Take the material below from its first line through the line containing "use uuid::Uuid;" and, please, write those lines again exactly.

↓

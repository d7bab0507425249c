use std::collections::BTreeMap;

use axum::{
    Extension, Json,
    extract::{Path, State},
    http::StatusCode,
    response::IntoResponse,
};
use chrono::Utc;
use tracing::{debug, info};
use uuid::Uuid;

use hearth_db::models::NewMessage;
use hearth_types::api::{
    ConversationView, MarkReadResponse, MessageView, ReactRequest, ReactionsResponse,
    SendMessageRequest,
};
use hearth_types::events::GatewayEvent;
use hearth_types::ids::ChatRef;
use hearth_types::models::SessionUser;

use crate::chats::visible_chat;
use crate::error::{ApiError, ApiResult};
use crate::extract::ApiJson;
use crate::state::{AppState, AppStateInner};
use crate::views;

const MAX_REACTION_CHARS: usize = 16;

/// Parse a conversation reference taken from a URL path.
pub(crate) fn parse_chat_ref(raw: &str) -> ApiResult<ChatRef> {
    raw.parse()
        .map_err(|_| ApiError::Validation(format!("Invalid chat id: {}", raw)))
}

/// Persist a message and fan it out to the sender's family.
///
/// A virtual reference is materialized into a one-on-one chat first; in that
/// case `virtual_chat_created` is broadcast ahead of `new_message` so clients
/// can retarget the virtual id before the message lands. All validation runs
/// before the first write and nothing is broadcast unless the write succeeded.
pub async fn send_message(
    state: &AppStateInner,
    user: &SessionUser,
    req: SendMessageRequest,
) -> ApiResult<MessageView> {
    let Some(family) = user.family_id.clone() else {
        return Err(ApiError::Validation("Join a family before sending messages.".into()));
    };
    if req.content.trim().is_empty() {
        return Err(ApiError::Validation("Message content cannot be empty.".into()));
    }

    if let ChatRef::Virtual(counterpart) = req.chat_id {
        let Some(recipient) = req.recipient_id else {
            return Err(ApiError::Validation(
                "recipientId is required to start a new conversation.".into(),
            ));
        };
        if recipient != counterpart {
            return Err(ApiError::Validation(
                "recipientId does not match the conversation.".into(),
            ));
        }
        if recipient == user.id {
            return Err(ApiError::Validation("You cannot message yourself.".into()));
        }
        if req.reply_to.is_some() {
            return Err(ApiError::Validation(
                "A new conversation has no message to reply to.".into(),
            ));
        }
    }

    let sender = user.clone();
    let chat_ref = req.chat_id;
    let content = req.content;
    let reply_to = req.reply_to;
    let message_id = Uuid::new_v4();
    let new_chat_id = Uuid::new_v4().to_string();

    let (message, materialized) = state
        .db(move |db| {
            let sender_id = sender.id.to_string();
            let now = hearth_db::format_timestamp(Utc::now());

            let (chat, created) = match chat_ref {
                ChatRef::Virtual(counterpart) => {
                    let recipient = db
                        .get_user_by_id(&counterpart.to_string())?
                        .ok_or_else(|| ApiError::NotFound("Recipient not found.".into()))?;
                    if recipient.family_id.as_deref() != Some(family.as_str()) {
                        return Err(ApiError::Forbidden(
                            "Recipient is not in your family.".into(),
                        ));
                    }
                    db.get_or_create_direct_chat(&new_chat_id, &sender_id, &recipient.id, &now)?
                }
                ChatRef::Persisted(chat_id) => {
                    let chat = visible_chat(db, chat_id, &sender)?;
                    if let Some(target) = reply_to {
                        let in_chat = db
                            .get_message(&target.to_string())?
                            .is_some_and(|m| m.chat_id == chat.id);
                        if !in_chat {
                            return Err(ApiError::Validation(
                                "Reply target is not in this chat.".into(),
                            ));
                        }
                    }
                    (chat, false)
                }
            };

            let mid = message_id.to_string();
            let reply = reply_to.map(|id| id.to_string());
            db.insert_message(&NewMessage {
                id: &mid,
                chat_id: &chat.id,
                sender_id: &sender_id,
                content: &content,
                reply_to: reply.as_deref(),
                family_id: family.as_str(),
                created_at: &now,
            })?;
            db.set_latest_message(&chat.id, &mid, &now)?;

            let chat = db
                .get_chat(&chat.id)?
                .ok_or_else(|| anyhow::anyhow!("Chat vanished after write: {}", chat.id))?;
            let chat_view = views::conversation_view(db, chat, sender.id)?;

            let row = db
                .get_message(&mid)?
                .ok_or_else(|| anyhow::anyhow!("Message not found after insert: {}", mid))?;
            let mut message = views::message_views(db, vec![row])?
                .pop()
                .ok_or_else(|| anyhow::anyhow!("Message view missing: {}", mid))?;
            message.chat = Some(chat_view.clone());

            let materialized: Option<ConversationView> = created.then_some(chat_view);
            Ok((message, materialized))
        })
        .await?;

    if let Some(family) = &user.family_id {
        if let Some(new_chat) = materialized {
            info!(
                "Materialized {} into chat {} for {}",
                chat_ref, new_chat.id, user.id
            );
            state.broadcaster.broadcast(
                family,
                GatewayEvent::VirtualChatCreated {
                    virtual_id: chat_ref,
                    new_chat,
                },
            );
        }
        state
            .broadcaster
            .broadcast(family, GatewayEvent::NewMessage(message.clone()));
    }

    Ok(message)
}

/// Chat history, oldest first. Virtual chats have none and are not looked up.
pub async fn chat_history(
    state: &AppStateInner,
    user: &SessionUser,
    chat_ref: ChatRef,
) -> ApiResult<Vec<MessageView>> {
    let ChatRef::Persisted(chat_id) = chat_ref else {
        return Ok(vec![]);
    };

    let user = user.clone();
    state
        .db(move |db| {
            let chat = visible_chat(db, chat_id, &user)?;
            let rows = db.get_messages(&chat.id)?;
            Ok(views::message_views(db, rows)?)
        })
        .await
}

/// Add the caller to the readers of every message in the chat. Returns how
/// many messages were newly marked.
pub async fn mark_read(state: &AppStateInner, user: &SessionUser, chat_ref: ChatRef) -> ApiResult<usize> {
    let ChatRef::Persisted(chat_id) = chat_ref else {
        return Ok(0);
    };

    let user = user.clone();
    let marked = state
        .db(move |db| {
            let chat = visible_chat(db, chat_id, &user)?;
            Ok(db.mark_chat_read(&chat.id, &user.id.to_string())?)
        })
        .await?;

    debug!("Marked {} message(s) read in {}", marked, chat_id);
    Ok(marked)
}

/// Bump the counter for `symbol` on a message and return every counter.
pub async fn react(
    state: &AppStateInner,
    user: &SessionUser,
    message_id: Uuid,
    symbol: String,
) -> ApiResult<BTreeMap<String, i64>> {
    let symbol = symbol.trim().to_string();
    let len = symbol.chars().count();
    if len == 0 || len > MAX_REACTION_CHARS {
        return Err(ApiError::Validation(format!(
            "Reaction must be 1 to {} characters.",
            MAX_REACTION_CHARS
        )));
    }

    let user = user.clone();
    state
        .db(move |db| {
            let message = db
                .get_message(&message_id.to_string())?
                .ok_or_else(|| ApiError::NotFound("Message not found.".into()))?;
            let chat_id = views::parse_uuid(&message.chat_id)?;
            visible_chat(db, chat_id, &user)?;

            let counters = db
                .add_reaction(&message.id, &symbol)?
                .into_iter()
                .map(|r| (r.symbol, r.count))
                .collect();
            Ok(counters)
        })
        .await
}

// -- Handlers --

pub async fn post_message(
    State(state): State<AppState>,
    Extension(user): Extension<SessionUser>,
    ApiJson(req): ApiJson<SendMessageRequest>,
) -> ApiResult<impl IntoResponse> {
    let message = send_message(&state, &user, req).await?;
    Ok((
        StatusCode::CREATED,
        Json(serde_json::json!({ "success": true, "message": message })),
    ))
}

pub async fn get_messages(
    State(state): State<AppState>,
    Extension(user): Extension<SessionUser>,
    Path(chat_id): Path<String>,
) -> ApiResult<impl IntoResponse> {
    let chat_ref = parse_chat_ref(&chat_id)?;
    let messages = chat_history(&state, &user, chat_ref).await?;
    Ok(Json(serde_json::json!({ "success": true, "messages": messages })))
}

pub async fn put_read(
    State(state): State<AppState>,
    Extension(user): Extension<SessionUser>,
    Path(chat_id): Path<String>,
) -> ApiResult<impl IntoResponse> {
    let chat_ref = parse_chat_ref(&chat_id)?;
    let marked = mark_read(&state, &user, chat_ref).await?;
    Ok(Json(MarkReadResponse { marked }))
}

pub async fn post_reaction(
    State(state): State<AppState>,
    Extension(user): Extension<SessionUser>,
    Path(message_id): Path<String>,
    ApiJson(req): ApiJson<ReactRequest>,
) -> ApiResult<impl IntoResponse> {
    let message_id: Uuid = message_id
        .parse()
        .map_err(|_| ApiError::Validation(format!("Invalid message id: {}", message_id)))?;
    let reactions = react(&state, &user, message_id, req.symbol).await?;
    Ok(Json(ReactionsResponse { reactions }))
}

↑

The answer.
repository d7bab0507425249c
use std::collections::BTreeMap;

use axum::{
    Extension, Json,
    extract::{Path, State},
    http::StatusCode,
    response::IntoResponse,
};
use chrono::Utc;
use tracing::{debug, info};
use uuid::Uuid;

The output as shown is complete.